C. Government Requirements
Certain occupations require that the claimant have a license, permit or security clearance in order to perform the work. For example, no employee may drive a vehicle without a driver’s license; beauticians are required to be licensed; many construction trades require permits; and some types of work are classified and require security clearance as a condition of employment.
A claimant who is not able to obtain the required license, permit or clearance, will not have refused suitable work without good cause. Any such offer would not be considered suitable. (If the work is in the claimant’s usual occupation, an availability issue is present which requires resolution.)
If a claimant is offered or referred to otherwise suitable work that requires a license, permit or clearance, and the individual refuses because he or she does not wish to obtain such a permit, the individual will have refused suitable work without good cause.
A claimant who refuses an offer or referral to otherwise suitable work because the individual does not think he or she will be able to obtain the required document will have refused without good cause. The claimant has an obligation to try to obtain the required license, permit, or clearance. It is the claimant’s responsibility to attempt to get the job, not just assume he or she cannot.
Employment offered on the contingency that acceptance thereof would necessitate certain expenditures is not necessarily unsuitable, nor does such a condition establish good cause for failure to apply for work.

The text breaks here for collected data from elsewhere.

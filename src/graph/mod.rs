//! Output graph builder
//!
//! Pure combinators that derive new deferred values from existing ones:
//! - [`map`] - one value through a pure function
//! - [`all_named`] - fan-in a name → deferred map into one JSON object
//! - [`interpolate`] - render a `{{name}}` template once its bindings resolve
//!
//! Nothing here touches the provider. Given the same resolved inputs, every
//! combinator produces the same output.

mod resource_graph;
mod template;

pub use resource_graph::{DepVec, GraphNode, ResourceGraph};
pub use template::{placeholders, render, TemplateCache, Token, TEMPLATE_CACHE};

use std::collections::BTreeMap;
use std::sync::Arc;

use serde_json::{Map, Value};

use crate::deferred::{self, Deferred};
use crate::error::{GraphError, Result};

/// Named deferred JSON inputs
pub type Bindings = BTreeMap<String, Deferred<Value>>;

/// Derive a value with a pure function
pub fn map<T, U, F>(value: &Deferred<T>, f: F) -> Deferred<U>
where
    T: Clone + Send + Sync + 'static,
    U: Clone + Send + Sync + 'static,
    F: FnOnce(T) -> U + Send + 'static,
{
    value.then(f)
}

/// Fan-in named values into one JSON object
///
/// Same failure semantics as [`deferred::all`]: the first failure by
/// settlement order wins.
pub fn all_named(label: impl Into<Arc<str>>, inputs: &Bindings) -> Deferred<Map<String, Value>> {
    let names: Vec<String> = inputs.keys().cloned().collect();
    let values: Vec<Deferred<Value>> = inputs.values().cloned().collect();
    deferred::all(label, values).then(move |resolved| names.into_iter().zip(resolved).collect())
}

/// Render `template` once every referenced binding resolves
///
/// Placeholders are checked against `bindings` up front, so a template that
/// can never render fails here instead of inside the graph. Only the
/// referenced bindings become dependencies of the result.
pub fn interpolate(
    label: impl Into<Arc<str>>,
    template: &str,
    bindings: &Bindings,
) -> Result<Deferred<String>> {
    let names = placeholders(template)?;

    let mut used = Bindings::new();
    for name in names {
        let Some(value) = bindings.get(&name) else {
            return Err(GraphError::UnboundPlaceholder {
                name,
                template: template.to_string(),
            });
        };
        used.insert(name, value.clone());
    }

    let template = template.to_string();
    Ok(all_named(label, &used).try_then(move |values| render(&template, &values)))
}

/// Lift a deferred into the JSON domain
pub fn json<T>(value: &Deferred<T>) -> Deferred<Value>
where
    T: Clone + Send + Sync + Into<Value> + 'static,
{
    value.then(Into::into)
}

#[cfg(test)]
mod tests {
    use super::*;
    use crate::deferred::DeferredState;
    use serde_json::json;

    fn bound(pairs: &[(&str, &Deferred<Value>)]) -> Bindings {
        pairs
            .iter()
            .map(|(k, v)| (k.to_string(), (*v).clone()))
            .collect()
    }

    #[test]
    fn all_named_builds_object() {
        let bucket = Deferred::<Value>::from_resource("bucket", "vault-storage");
        let region = Deferred::resolved("region", json!("us-central1"));
        let combined = all_named("cfg", &bound(&[("bucket", &bucket), ("region", &region)]));

        assert!(combined.origins().contains("vault-storage"));
        bucket.resolve(json!("vault-storage-1234")).unwrap();

        let object = combined.try_get().unwrap().unwrap();
        assert_eq!(object["bucket"], json!("vault-storage-1234"));
        assert_eq!(object["region"], json!("us-central1"));
    }

    #[test]
    fn interpolate_waits_for_bindings() {
        let bucket = Deferred::<Value>::pending("bucket");
        let blob = interpolate(
            "config",
            "storage \"gcs\" { bucket = \"{{bucket}}\" }",
            &bound(&[("bucket", &bucket)]),
        )
        .unwrap();
        assert_eq!(blob.state(), DeferredState::Pending);

        bucket.resolve(json!("b-1")).unwrap();
        assert_eq!(
            blob.try_get().unwrap().unwrap(),
            "storage \"gcs\" { bucket = \"b-1\" }"
        );
    }

    #[test]
    fn interpolate_rejects_unbound_names_up_front() {
        let err = interpolate("config", "{{bucket}} {{key}}", &Bindings::new()).unwrap_err();
        assert!(matches!(err, GraphError::UnboundPlaceholder { name, .. } if name == "bucket"));
    }

    #[test]
    fn interpolate_only_depends_on_referenced_bindings() {
        let used = Deferred::<Value>::from_resource("used", "vault-storage");
        let unused = Deferred::<Value>::from_resource("unused", "vault-keys");
        let out = interpolate(
            "cfg",
            "{{used}}",
            &bound(&[("used", &used), ("unused", &unused)]),
        )
        .unwrap();

        assert!(out.origins().contains("vault-storage"));
        assert!(!out.origins().contains("vault-keys"));
    }

    #[test]
    fn map_is_deterministic_on_resolved_inputs() {
        let hex = Deferred::resolved("hex", "a1b2".to_string());
        let first = map(&hex, |h| format!("svc-vault-storage-{}", h));
        let second = map(&hex, |h| format!("svc-vault-storage-{}", h));
        assert_eq!(first.try_get().unwrap().unwrap(), second.try_get().unwrap().unwrap());
    }
}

Each case must be considered on its own particular facts and the reasonableness of the requirement judged in light of such factors as the customs and usages in the particular trade or occupation; the extent of the required financial outlay and its reasonable relation to the permanency and pay of the work offered; the ability of the claimant to comply with the requirement; and whether compliance would result in undue hardship to the particular claimant.
If the claimant is required to provide equipment that represents a considerable cash outlay, and the claimant does not have the cash, he or she would have good cause for refusing otherwise suitable work.
However, if the financial outlay would be minimal and the claimant simply doesn’t want to spend the money on the required equipment, good cause will not be established for the refusal.
E. Lack of Opportunity for Advancement
In most cases, a lack of opportunity for advancement does not constitute good cause for refusal of otherwise suitable employment.
In some cases, however, acceptance of certain work may injure the claimant’s future career, for example:
- A cook whose entire recent work history has been as a dinner chef at gourmet restaurants refuses a referral to a local lunch diner.
- An actress who has worked in both big screen and TV movies refuses to work in an X-rated movie. The acting she is required to do is "dramatic" but would require nudity.
In such cases, careful fact finding may result in a conclusion that the work offered is not actually in the claimant’s usual occupation and is, in fact, unsuitable.
However, if the work offered is clearly in the claimant’s usual occupation, the claimant may have good cause for refusal provided acceptance of the job would directly and definitely be detrimental to his or her future prospects, and the claimant has good prospects of obtaining more desirable work within a reasonable period of time.
If refusal is solely because the job offered does not provide opportunity to learn and acquire higher skills, good cause is not established.